### WORK REQUEST
Only those lines in the data below from the line containing "bench_step, bench_coefficient_cache, bench_init);" through the line containing "criterion_main!(benches);", both included, should be restated word for word.

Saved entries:
[Start of Attachment]

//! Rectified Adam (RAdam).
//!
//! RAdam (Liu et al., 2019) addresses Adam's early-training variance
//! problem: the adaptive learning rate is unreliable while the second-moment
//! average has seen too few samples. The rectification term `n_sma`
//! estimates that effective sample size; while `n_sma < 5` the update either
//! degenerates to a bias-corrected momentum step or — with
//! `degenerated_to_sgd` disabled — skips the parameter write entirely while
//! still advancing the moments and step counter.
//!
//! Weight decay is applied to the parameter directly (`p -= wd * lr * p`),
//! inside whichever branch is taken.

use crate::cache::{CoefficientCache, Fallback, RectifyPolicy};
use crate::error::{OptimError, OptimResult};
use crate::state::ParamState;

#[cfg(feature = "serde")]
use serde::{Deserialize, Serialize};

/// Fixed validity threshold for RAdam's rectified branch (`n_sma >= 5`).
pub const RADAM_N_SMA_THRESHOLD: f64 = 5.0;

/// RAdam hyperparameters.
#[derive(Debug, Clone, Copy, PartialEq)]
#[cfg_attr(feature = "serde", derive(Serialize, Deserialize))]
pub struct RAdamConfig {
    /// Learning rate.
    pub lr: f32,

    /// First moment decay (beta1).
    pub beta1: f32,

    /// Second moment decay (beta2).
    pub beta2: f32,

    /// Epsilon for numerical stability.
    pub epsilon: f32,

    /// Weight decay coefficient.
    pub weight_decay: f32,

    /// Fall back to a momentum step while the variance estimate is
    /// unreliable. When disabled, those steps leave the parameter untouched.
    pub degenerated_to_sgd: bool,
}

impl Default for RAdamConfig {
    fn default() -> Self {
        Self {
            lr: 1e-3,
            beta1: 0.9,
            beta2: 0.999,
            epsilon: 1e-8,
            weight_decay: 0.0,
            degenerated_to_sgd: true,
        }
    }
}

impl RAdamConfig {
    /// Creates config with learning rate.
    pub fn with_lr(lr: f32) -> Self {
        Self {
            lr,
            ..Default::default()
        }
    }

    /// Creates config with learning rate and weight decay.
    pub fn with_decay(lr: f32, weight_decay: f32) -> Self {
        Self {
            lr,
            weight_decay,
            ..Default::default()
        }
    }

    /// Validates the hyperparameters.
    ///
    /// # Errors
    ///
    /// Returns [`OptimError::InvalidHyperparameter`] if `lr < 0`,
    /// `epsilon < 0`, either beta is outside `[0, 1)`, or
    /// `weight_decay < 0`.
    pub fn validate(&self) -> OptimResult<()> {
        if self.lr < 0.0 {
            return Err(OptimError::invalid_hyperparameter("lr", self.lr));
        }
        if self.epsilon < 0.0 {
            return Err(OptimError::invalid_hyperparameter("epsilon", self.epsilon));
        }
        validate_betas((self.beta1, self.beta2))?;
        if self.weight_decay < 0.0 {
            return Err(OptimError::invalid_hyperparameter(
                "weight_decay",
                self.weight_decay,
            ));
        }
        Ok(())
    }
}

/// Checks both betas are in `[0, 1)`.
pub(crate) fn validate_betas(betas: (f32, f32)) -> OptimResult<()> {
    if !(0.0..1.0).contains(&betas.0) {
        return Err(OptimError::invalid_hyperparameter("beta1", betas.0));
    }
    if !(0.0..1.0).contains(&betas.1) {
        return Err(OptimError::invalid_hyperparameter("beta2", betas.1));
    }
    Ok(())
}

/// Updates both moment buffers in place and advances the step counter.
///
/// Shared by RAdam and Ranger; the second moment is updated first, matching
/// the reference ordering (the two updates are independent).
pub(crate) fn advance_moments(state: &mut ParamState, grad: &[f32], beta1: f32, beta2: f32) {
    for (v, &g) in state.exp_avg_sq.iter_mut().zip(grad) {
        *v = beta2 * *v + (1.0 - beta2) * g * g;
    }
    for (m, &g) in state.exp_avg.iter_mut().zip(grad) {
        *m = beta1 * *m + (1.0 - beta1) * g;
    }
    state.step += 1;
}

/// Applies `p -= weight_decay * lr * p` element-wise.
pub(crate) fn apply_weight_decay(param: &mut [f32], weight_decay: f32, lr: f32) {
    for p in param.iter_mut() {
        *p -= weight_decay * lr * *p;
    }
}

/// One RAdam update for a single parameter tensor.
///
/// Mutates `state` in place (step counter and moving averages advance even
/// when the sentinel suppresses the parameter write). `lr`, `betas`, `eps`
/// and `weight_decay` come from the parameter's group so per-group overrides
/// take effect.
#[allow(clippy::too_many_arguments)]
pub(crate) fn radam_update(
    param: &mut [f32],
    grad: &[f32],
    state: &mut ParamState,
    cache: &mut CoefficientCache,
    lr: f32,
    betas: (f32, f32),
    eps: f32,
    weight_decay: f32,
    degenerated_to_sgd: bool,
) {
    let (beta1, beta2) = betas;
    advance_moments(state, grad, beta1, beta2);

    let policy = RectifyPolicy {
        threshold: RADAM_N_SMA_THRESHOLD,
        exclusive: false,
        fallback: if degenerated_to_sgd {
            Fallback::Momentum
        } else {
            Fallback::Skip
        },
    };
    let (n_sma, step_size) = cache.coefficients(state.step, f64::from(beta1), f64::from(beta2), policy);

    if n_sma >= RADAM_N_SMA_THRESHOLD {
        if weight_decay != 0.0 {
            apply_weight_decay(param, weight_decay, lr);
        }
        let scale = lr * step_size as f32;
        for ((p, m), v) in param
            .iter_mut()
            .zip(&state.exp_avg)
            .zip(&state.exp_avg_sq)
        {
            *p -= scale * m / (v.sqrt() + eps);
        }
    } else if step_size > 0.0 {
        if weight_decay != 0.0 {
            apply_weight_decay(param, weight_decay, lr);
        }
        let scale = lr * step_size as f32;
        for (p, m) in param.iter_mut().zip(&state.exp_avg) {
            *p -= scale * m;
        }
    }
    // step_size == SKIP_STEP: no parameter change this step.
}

[End of Attachment]
[Start of Attachment]

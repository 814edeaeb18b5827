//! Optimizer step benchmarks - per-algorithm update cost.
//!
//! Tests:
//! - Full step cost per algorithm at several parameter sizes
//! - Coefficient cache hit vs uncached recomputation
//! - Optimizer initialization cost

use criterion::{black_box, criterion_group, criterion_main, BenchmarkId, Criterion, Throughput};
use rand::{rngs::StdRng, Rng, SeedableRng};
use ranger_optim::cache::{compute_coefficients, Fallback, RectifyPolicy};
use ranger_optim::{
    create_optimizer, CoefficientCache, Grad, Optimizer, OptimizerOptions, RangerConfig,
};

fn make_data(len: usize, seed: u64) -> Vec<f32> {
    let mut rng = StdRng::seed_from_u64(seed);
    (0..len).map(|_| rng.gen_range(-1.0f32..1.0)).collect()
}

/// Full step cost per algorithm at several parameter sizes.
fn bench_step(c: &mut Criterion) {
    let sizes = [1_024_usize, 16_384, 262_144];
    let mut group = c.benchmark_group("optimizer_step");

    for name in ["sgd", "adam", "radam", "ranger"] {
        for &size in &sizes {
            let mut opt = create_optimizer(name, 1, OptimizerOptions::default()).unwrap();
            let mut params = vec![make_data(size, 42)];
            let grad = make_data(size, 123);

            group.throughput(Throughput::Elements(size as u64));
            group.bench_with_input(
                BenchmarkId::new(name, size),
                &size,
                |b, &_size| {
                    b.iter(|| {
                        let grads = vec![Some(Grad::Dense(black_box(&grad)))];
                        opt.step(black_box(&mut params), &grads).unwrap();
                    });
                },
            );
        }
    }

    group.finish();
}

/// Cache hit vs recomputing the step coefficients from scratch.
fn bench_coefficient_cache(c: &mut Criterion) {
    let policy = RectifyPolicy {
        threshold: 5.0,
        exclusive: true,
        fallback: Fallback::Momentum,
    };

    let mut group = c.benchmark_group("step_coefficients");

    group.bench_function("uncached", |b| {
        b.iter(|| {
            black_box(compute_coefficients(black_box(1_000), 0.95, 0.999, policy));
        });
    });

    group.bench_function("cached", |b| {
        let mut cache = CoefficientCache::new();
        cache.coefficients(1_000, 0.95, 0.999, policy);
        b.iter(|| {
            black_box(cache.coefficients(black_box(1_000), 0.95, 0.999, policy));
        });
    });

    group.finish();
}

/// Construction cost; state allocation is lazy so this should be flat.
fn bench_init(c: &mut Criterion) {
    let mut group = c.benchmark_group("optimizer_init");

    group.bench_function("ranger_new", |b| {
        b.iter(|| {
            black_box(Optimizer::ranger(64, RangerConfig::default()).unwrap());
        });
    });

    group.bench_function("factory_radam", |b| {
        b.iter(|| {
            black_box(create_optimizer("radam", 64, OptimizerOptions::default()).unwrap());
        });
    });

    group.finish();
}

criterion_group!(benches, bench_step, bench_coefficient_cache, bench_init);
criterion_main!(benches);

[End of Attachment]

### RESPONSE BELOW
criterion_group!(benches, bench_step, bench_coefficient_cache, bench_init);
criterion_main!(benches);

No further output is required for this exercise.